_Brief:_ Take the data below and copy exactly the lines starting at the one with "use crate::calendar::Month;" and finishing at the one with "One entry per", both included.
--- Extracted information Enclosed Below ---
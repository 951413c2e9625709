// Copyright (c) 2025 Soumyadip Sarkar.
// All rights reserved.
//
// This source code is licensed under the license found in the
// LICENSE file in the root directory of this source tree.

use crate::error::LedgerError;
use chrono::NaiveDate;
use rust_decimal::Decimal;
use serde::{Deserialize, Serialize};
use std::fmt;
use std::str::FromStr;

#[derive(Debug, Clone, Copy, PartialEq, Eq, PartialOrd, Ord, Hash, Serialize, Deserialize)]
#[serde(rename_all = "lowercase")]
pub enum PaymentMethod {
    Nubank,
    Inter,
    Pix,
}

impl PaymentMethod {
    pub const ALL: [PaymentMethod; 3] = [PaymentMethod::Nubank, PaymentMethod::Inter, PaymentMethod::Pix];

    pub fn as_str(&self) -> &'static str {
        match self {
            PaymentMethod::Nubank => "nubank",
            PaymentMethod::Inter => "inter",
            PaymentMethod::Pix => "pix",
        }
    }
}

impl fmt::Display for PaymentMethod {
    fn fmt(&self, f: &mut fmt::Formatter<'_>) -> fmt::Result {
        f.write_str(self.as_str())
    }
}

impl FromStr for PaymentMethod {
    type Err = LedgerError;

    fn from_str(s: &str) -> Result<Self, Self::Err> {
        match s.trim().to_lowercase().as_str() {
            "nubank" => Ok(PaymentMethod::Nubank),
            "inter" => Ok(PaymentMethod::Inter),
            "pix" => Ok(PaymentMethod::Pix),
            other => Err(LedgerError::invalid(format!(
                "Unknown payment method '{}' (use nubank|inter|pix)",
                other
            ))),
        }
    }
}

#[derive(Debug, Clone, Serialize, Deserialize)]
pub struct Income {
    pub id: i64,
    pub description: String,
    pub amount: Decimal,
    pub date: NaiveDate,
}

#[derive(Debug, Clone)]
pub struct NewIncome {
    pub description: String,
    pub amount: Decimal,
    pub date: NaiveDate,
}

#[derive(Debug, Clone)]
pub struct NewExpense {
    pub description: String,
    pub total: Decimal,
    pub purchase_date: NaiveDate,
    pub category: Option<String>,
    pub method: PaymentMethod,
}

#[derive(Debug, Clone)]
pub struct NewFixedExpense {
    pub description: String,
    pub monthly_amount: Decimal,
    pub category: Option<String>,
    pub method: PaymentMethod,
    pub due_day: u32,
    pub recurring: bool,
}

/// Which parent row an installment belongs to. Exactly one of the two.
#[derive(Debug, Clone, Copy, PartialEq, Eq, Serialize, Deserialize)]
#[serde(tag = "kind", content = "id", rename_all = "snake_case")]
pub enum ParentRef {
    Expense(i64),
    Fixed(i64),
}

impl ParentRef {
    pub fn expense_id(&self) -> Option<i64> {
        match self {
            ParentRef::Expense(id) => Some(*id),
            ParentRef::Fixed(_) => None,
        }
    }

    pub fn fixed_expense_id(&self) -> Option<i64> {
        match self {
            ParentRef::Fixed(id) => Some(*id),
            ParentRef::Expense(_) => None,
        }
    }

    pub fn is_fixed(&self) -> bool {
        matches!(self, ParentRef::Fixed(_))
    }
}

/// One scheduled row, before its parent exists.
#[derive(Debug, Clone, PartialEq)]
pub struct NewInstallment {
    pub sequence: u32,
    pub amount: Decimal,
    pub due_date: NaiveDate,
    pub paid: bool,
}

/// Amount and payment method of one installment due in a period.
#[derive(Debug, Clone, PartialEq)]
pub struct DueInstallment {
    pub amount: Decimal,
    pub method: Option<PaymentMethod>,
}

/// One installment joined with its parent expense, as listed per card.
#[derive(Debug, Clone, Serialize, Deserialize, PartialEq)]
pub struct CardTransaction {
    pub id: i64,
    pub parent: ParentRef,
    pub description: String,
    pub category: Option<String>,
    pub method: PaymentMethod,
    pub purchase_date: Option<NaiveDate>,
    pub total: Option<Decimal>,
    pub recurring: bool,
    pub sequence: u32,
    pub amount: Decimal,
    pub due_date: NaiveDate,
    pub paid: bool,
    pub installment_count: u32,
}

impl CardTransaction {
    pub fn is_installment(&self) -> bool {
        self.installment_count > 1
    }
}

/// Fields of a parent expense that can be edited after creation.
#[derive(Debug, Clone)]
pub struct ParentUpdate {
    pub description: String,
    pub category: Option<String>,
    /// Ignored for fixed expenses.
    pub purchase_date: Option<NaiveDate>,
}
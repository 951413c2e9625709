// Copyright (c) 2025 Soumyadip Sarkar.
// All rights reserved.
//
// This source code is licensed under the license found in the
// LICENSE file in the root directory of this source tree.

use crate::calendar::Month;
use crate::config::Config;
use crate::ledger::Ledger;
use crate::models::PaymentMethod;
use crate::utils::{fmt_money, maybe_print_json, month_arg, pretty_table};
use anyhow::Result;
use rusqlite::Connection;
use rust_decimal::Decimal;
use serde::Serialize;
use std::collections::BTreeMap;

#[derive(Debug, Clone, Serialize, PartialEq)]
pub struct MonthSummary {
    pub month: Month,
    pub income: Decimal,
    pub expenses: Decimal,
    pub balance: Decimal,
}

#[derive(Debug, Clone, Serialize, PartialEq)]
pub struct MethodBalance {
    pub method: PaymentMethod,
    pub total: Decimal,
}

/// Expenses are the installments due in the month, not the purchases made in it.
pub fn month_summary(ledger: &dyn Ledger, month: Month) -> Result<MonthSummary> {
    let range = month.range();
    let income: Decimal = ledger.incomes(range)?.iter().map(|i| i.amount).sum();
    let expenses: Decimal = ledger
        .due_installments(range)?
        .iter()
        .map(|d| d.amount)
        .sum();
    Ok(MonthSummary {
        month,
        income,
        expenses,
        balance: income - expenses,
    })
}

/// One entry per payment method, in `PaymentMethod::ALL` order.
pub fn method_balances(ledger: &dyn Ledger, month: Month) -> Result<Vec<MethodBalance>> {
    let mut totals: BTreeMap<PaymentMethod, Decimal> =
        PaymentMethod::ALL.iter().map(|m| (*m, Decimal::ZERO)).collect();
    for due in ledger.due_installments(month.range())? {
        match due.method {
            Some(method) => *totals.entry(method).or_insert(Decimal::ZERO) += due.amount,
            None => tracing::debug!(amount = %due.amount, "installment without payment method"),
        }
    }
    Ok(PaymentMethod::ALL
        .iter()
        .map(|m| MethodBalance {
            method: *m,
            total: totals.get(m).copied().unwrap_or(Decimal::ZERO),
        })
        .collect())
}

pub fn summary(conn: &Connection, ledger: &dyn Ledger, sub: &clap::ArgMatches) -> Result<()> {
    let month = month_arg(conn, sub)?;
    let s = month_summary(ledger, month)?;
    if !maybe_print_json(sub.get_flag("json"), sub.get_flag("jsonl"), &s)? {
        println!("Overview of {}", month.label());
        println!(
            "{}",
            pretty_table(
                &["Monthly income", "Monthly expenses", "Balance"],
                vec![vec![
                    fmt_money(&s.income),
                    fmt_money(&s.expenses),
                    fmt_money(&s.balance),
                ]],
            )
        );
    }
    Ok(())
}

pub fn balances(
    conn: &Connection,
    ledger: &dyn Ledger,
    config: &Config,
    sub: &clap::ArgMatches,
) -> Result<()> {
    let month = month_arg(conn, sub)?;
    let data = method_balances(ledger, month)?;
    if !maybe_print_json(sub.get_flag("json"), sub.get_flag("jsonl"), &data)? {
        let rows: Vec<Vec<String>> = data
            .iter()
            .map(|b| {
                let card = config.card(b.method);
                vec![
                    b.method.to_string(),
                    card.display_name(),
                    card.holder.unwrap_or_default(),
                    fmt_money(&b.total),
                ]
            })
            .collect();
        println!("Balances for {}", month.label());
        println!("{}", pretty_table(&["Method", "Card", "Holder", "Due"], rows));
    }
    Ok(())
}
// Copyright (c) 2025 Soumyadip Sarkar.
// All rights reserved.
//
// This source code is licensed under the license found in the
// LICENSE file in the root directory of this source tree.

use chrono::NaiveDate;
use rusqlite::Connection;
use walletboard::commands::doctor::find_issues;
use walletboard::commands::expenses::{ExpenseForm, record_expense};
use walletboard::commands::month;
use walletboard::ledger::SqliteLedger;
use walletboard::models::PaymentMethod;
use walletboard::utils::{get_selected_month, set_selected_month};
use walletboard::{cli, db};

fn setup() -> Connection {
    let mut conn = Connection::open_in_memory().unwrap();
    db::init_schema(&mut conn).unwrap();
    conn
}

fn d(s: &str) -> NaiveDate {
    NaiveDate::parse_from_str(s, "%Y-%m-%d").unwrap()
}

fn purchase(conn: &Connection, description: &str, amount: &str, installments: u32) {
    let ledger = SqliteLedger::new(conn);
    record_expense(
        &ledger,
        &ExpenseForm {
            method: PaymentMethod::Nubank,
            description: description.into(),
            amount: amount.parse().unwrap(),
            category: None,
            purchase_date: d("2025-05-01"),
            due_date: d("2025-05-10"),
            installments,
            fixed: false,
            recurring: false,
        },
    )
    .unwrap();
}

#[test]
fn clean_database_has_no_issues() {
    let conn = setup();
    purchase(&conn, "Tênis", "499.99", 3);
    assert!(find_issues(&conn).unwrap().is_empty());
}

#[test]
fn doctor_flags_orphans_and_drift() {
    let conn = setup();
    purchase(&conn, "Tênis", "499.99", 3);
    purchase(&conn, "Cadeira", "800", 2);
    conn.execute(
        "INSERT INTO fixed_expenses(description, monthly_amount, category, payment_method, due_day, recurring)
         VALUES ('Academia', '89.90', NULL, 'pix', 5, 0)",
        [],
    )
    .unwrap();
    conn.execute(
        "UPDATE installments SET amount = '150' WHERE expense_id = 1 AND sequence = 1",
        [],
    )
    .unwrap();
    conn.execute("DELETE FROM installments WHERE expense_id = 2", [])
        .unwrap();

    let issues = find_issues(&conn).unwrap();
    let kinds: Vec<&str> = issues.iter().map(|r| r[0].as_str()).collect();
    assert_eq!(
        kinds,
        vec![
            "expense_without_installments",
            "fixed_expense_without_installments",
            "installments_do_not_match_total",
        ]
    );
    assert!(issues[0][1].contains("Cadeira"));
    assert!(issues[2][1].contains("Tênis"));
}

fn run_month(conn: &Connection, args: &[&str]) {
    let mut argv = vec!["walletboard", "month"];
    argv.extend_from_slice(args);
    let matches = cli::build_cli().get_matches_from(argv);
    if let Some(("month", m)) = matches.subcommand() {
        month::handle(conn, m).unwrap();
    } else {
        panic!("no month subcommand");
    }
}

#[test]
fn selected_month_persists_and_wraps_years() {
    let conn = setup();
    run_month(&conn, &["set", "2025-12"]);
    assert_eq!(get_selected_month(&conn).unwrap().to_string(), "2025-12");

    run_month(&conn, &["next"]);
    assert_eq!(get_selected_month(&conn).unwrap().to_string(), "2026-01");

    run_month(&conn, &["prev"]);
    run_month(&conn, &["prev"]);
    assert_eq!(get_selected_month(&conn).unwrap().to_string(), "2025-11");
}

#[test]
fn corrupt_selected_month_is_reported() {
    let conn = setup();
    set_selected_month(&conn, "2025-01".parse().unwrap()).unwrap();
    conn.execute(
        "UPDATE settings SET value = '2025-13' WHERE key = 'selected_month'",
        [],
    )
    .unwrap();
    assert!(get_selected_month(&conn).is_err());
}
--- End of Enclosed Extracted information ---
_Response area:_
use crate::calendar::Month;
use crate::config::Config;
use crate::ledger::Ledger;
use crate::models::PaymentMethod;
use crate::utils::{fmt_money, maybe_print_json, month_arg, pretty_table};
use anyhow::Result;
use rusqlite::Connection;
use rust_decimal::Decimal;
use serde::Serialize;
use std::collections::BTreeMap;

#[derive(Debug, Clone, Serialize, PartialEq)]
pub struct MonthSummary {
    pub month: Month,
    pub income: Decimal,
    pub expenses: Decimal,
    pub balance: Decimal,
}

#[derive(Debug, Clone, Serialize, PartialEq)]
pub struct MethodBalance {
    pub method: PaymentMethod,
    pub total: Decimal,
}

/// Expenses are the installments due in the month, not the purchases made in it.
pub fn month_summary(ledger: &dyn Ledger, month: Month) -> Result<MonthSummary> {
    let range = month.range();
    let income: Decimal = ledger.incomes(range)?.iter().map(|i| i.amount).sum();
    let expenses: Decimal = ledger
        .due_installments(range)?
        .iter()
        .map(|d| d.amount)
        .sum();
    Ok(MonthSummary {
        month,
        income,
        expenses,
        balance: income - expenses,
    })
}

/// One entry per payment method, in `PaymentMethod::ALL` order.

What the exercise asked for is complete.